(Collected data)

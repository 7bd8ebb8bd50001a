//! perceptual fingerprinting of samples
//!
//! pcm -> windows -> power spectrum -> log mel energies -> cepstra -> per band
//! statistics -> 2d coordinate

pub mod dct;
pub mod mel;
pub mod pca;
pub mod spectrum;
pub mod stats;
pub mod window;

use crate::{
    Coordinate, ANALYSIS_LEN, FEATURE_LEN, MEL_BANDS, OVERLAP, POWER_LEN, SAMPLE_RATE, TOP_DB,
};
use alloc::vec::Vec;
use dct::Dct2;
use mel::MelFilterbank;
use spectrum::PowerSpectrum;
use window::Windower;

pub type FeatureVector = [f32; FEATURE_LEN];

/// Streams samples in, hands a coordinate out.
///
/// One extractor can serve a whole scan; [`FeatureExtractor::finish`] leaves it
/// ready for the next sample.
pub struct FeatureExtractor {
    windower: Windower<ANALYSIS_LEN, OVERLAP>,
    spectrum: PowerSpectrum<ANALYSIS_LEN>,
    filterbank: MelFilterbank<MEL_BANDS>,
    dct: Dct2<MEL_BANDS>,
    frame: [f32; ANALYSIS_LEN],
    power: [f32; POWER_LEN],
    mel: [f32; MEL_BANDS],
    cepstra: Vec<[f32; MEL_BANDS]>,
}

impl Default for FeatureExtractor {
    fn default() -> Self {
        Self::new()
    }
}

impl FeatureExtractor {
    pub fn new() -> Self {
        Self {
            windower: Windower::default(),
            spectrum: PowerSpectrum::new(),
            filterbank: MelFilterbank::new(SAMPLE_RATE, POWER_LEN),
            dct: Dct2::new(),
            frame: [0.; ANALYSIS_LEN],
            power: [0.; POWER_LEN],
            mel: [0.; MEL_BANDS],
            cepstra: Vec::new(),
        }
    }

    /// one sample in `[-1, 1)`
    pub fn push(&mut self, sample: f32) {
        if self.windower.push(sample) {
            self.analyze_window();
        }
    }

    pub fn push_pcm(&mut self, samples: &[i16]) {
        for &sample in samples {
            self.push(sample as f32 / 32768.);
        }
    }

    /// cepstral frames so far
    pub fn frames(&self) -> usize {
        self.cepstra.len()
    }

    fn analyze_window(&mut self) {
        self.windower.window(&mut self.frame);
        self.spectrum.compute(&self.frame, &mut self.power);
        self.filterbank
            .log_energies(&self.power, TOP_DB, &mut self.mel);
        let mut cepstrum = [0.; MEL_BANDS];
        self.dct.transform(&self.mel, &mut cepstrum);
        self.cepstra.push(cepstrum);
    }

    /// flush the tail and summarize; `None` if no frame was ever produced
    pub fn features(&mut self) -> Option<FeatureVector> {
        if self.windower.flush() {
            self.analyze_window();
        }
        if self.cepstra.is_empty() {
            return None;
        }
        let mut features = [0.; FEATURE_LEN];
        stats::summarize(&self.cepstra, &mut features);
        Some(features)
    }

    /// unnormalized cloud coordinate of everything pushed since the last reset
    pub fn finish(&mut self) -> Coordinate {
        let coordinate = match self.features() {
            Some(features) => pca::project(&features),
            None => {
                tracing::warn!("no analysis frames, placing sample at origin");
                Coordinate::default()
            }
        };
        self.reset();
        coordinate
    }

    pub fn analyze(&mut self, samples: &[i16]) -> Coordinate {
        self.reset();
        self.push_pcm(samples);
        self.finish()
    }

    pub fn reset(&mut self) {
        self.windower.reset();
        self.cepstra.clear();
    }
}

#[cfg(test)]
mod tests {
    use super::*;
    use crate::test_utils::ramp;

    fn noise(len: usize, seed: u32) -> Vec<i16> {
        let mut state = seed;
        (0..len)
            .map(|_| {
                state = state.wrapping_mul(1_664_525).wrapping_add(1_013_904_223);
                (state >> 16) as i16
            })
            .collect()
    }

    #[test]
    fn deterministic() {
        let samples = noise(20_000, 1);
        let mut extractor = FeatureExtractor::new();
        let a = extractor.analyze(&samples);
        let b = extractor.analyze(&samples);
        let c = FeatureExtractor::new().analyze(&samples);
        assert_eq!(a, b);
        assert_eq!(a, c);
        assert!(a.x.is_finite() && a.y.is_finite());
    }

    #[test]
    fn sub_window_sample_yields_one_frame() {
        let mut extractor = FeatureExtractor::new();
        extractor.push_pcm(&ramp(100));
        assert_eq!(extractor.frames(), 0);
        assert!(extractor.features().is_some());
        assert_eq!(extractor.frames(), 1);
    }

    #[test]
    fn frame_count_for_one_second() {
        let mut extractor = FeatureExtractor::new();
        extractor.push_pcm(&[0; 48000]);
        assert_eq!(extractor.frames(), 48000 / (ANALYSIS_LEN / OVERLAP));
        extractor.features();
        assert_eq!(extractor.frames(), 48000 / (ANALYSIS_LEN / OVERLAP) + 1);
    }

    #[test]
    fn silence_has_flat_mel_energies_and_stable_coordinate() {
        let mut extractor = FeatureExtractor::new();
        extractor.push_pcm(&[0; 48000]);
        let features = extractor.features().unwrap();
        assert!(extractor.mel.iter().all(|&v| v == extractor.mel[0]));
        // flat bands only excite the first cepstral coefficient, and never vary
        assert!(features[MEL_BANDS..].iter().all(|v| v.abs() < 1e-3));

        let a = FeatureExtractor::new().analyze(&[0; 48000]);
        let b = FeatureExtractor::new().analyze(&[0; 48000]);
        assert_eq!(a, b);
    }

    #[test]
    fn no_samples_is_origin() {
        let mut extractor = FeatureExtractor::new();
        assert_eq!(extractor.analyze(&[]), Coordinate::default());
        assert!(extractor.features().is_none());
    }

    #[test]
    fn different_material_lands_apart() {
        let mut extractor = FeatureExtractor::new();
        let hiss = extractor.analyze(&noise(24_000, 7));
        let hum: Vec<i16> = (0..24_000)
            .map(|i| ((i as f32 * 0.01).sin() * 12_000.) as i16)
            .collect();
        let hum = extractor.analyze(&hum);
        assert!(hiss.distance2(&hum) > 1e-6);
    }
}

> [Work item]:
All of the data above should be reproduced verbatim.

> [Response area]:
repository 7bd8ebb8bd50001a
//! perceptual fingerprinting of samples
//!
//! pcm -> windows -> power spectrum -> log mel energies -> cepstra -> per band
//! statistics -> 2d coordinate

pub mod dct;
pub mod mel;
pub mod pca;
pub mod spectrum;
pub mod stats;
pub mod window;

use crate::{
    Coordinate, ANALYSIS_LEN, FEATURE_LEN, MEL_BANDS, OVERLAP, POWER_LEN, SAMPLE_RATE, TOP_DB,
};
use alloc::vec::Vec;
use dct::Dct2;
use mel::MelFilterbank;
use spectrum::PowerSpectrum;
use window::Windower;

pub type FeatureVector = [f32; FEATURE_LEN];

/// Streams samples in, hands a coordinate out.
///
/// One extractor can serve a whole scan; [`FeatureExtractor::finish`] leaves it
/// ready for the next sample.
pub struct FeatureExtractor {
    windower: Windower<ANALYSIS_LEN, OVERLAP>,
    spectrum: PowerSpectrum<ANALYSIS_LEN>,
    filterbank: MelFilterbank<MEL_BANDS>,
    dct: Dct2<MEL_BANDS>,
    frame: [f32; ANALYSIS_LEN],
    power: [f32; POWER_LEN],
    mel: [f32; MEL_BANDS],
    cepstra: Vec<[f32; MEL_BANDS]>,
}

impl Default for FeatureExtractor {
    fn default() -> Self {
        Self::new()
    }
}

impl FeatureExtractor {
    pub fn new() -> Self {
        Self {
            windower: Windower::default(),
            spectrum: PowerSpectrum::new(),
            filterbank: MelFilterbank::new(SAMPLE_RATE, POWER_LEN),
            dct: Dct2::new(),
            frame: [0.; ANALYSIS_LEN],
            power: [0.; POWER_LEN],
            mel: [0.; MEL_BANDS],
            cepstra: Vec::new(),
        }
    }

    /// one sample in `[-1, 1)`
    pub fn push(&mut self, sample: f32) {
        if self.windower.push(sample) {
            self.analyze_window();
        }
    }

    pub fn push_pcm(&mut self, samples: &[i16]) {
        for &sample in samples {
            self.push(sample as f32 / 32768.);
        }
    }

    /// cepstral frames so far
    pub fn frames(&self) -> usize {
        self.cepstra.len()
    }

    fn analyze_window(&mut self) {
        self.windower.window(&mut self.frame);
        self.spectrum.compute(&self.frame, &mut self.power);
        self.filterbank
            .log_energies(&self.power, TOP_DB, &mut self.mel);
        let mut cepstrum = [0.; MEL_BANDS];
        self.dct.transform(&self.mel, &mut cepstrum);
        self.cepstra.push(cepstrum);
    }

    /// flush the tail and summarize; `None` if no frame was ever produced
    pub fn features(&mut self) -> Option<FeatureVector> {
        if self.windower.flush() {
            self.analyze_window();
        }
        if self.cepstra.is_empty() {
            return None;
        }
        let mut features = [0.; FEATURE_LEN];
        stats::summarize(&self.cepstra, &mut features);
        Some(features)
    }

    /// unnormalized cloud coordinate of everything pushed since the last reset
    pub fn finish(&mut self) -> Coordinate {
        let coordinate = match self.features() {
            Some(features) => pca::project(&features),
            None => {
                tracing::warn!("no analysis frames, placing sample at origin");
                Coordinate::default()
            }
        };
        self.reset();
        coordinate
    }

    pub fn analyze(&mut self, samples: &[i16]) -> Coordinate {
        self.reset();
        self.push_pcm(samples);
        self.finish()
    }

    pub fn reset(&mut self) {
        self.windower.reset();
        self.cepstra.clear();
    }
}

#[cfg(test)]
mod tests {
    use super::*;
    use crate::test_utils::ramp;

    fn noise(len: usize, seed: u32) -> Vec<i16> {
        let mut state = seed;
        (0..len)
            .map(|_| {
                state = state.wrapping_mul(1_664_525).wrapping_add(1_013_904_223);
                (state >> 16) as i16
            })
            .collect()
    }

    #[test]
    fn deterministic() {
        let samples = noise(20_000, 1);
        let mut extractor = FeatureExtractor::new();
        let a = extractor.analyze(&samples);
        let b = extractor.analyze(&samples);
        let c = FeatureExtractor::new().analyze(&samples);
        assert_eq!(a, b);
        assert_eq!(a, c);
        assert!(a.x.is_finite() && a.y.is_finite());
    }

    #[test]
    fn sub_window_sample_yields_one_frame() {
        let mut extractor = FeatureExtractor::new();
        extractor.push_pcm(&ramp(100));
        assert_eq!(extractor.frames(), 0);
        assert!(extractor.features().is_some());
        assert_eq!(extractor.frames(), 1);
    }

    #[test]
    fn frame_count_for_one_second() {
        let mut extractor = FeatureExtractor::new();
        extractor.push_pcm(&[0; 48000]);
        assert_eq!(extractor.frames(), 48000 / (ANALYSIS_LEN / OVERLAP));
        extractor.features();
        assert_eq!(extractor.frames(), 48000 / (ANALYSIS_LEN / OVERLAP) + 1);
    }

    #[test]
    fn silence_has_flat_mel_energies_and_stable_coordinate() {
        let mut extractor = FeatureExtractor::new();
        extractor.push_pcm(&[0; 48000]);
        let features = extractor.features().unwrap();
        assert!(extractor.mel.iter().all(|&v| v == extractor.mel[0]));
        // flat bands only excite the first cepstral coefficient, and never vary
        assert!(features[MEL_BANDS..].iter().all(|v| v.abs() < 1e-3));

        let a = FeatureExtractor::new().analyze(&[0; 48000]);
        let b = FeatureExtractor::new().analyze(&[0; 48000]);
        assert_eq!(a, b);
    }

    #[test]
    fn no_samples_is_origin() {
        let mut extractor = FeatureExtractor::new();
        assert_eq!(extractor.analyze(&[]), Coordinate::default());
        assert!(extractor.features().is_none());
    }

    #[test]
    fn different_material_lands_apart() {
        let mut extractor = FeatureExtractor::new();
        let hiss = extractor.analyze(&noise(24_000, 7));
        let hum: Vec<i16> = (0..24_000)
            .map(|i| ((i as f32 * 0.01).sin() * 12_000.) as i16)
            .collect();
        let hum = extractor.analyze(&hum);
        assert!(hiss.distance2(&hum) > 1e-6);
    }
}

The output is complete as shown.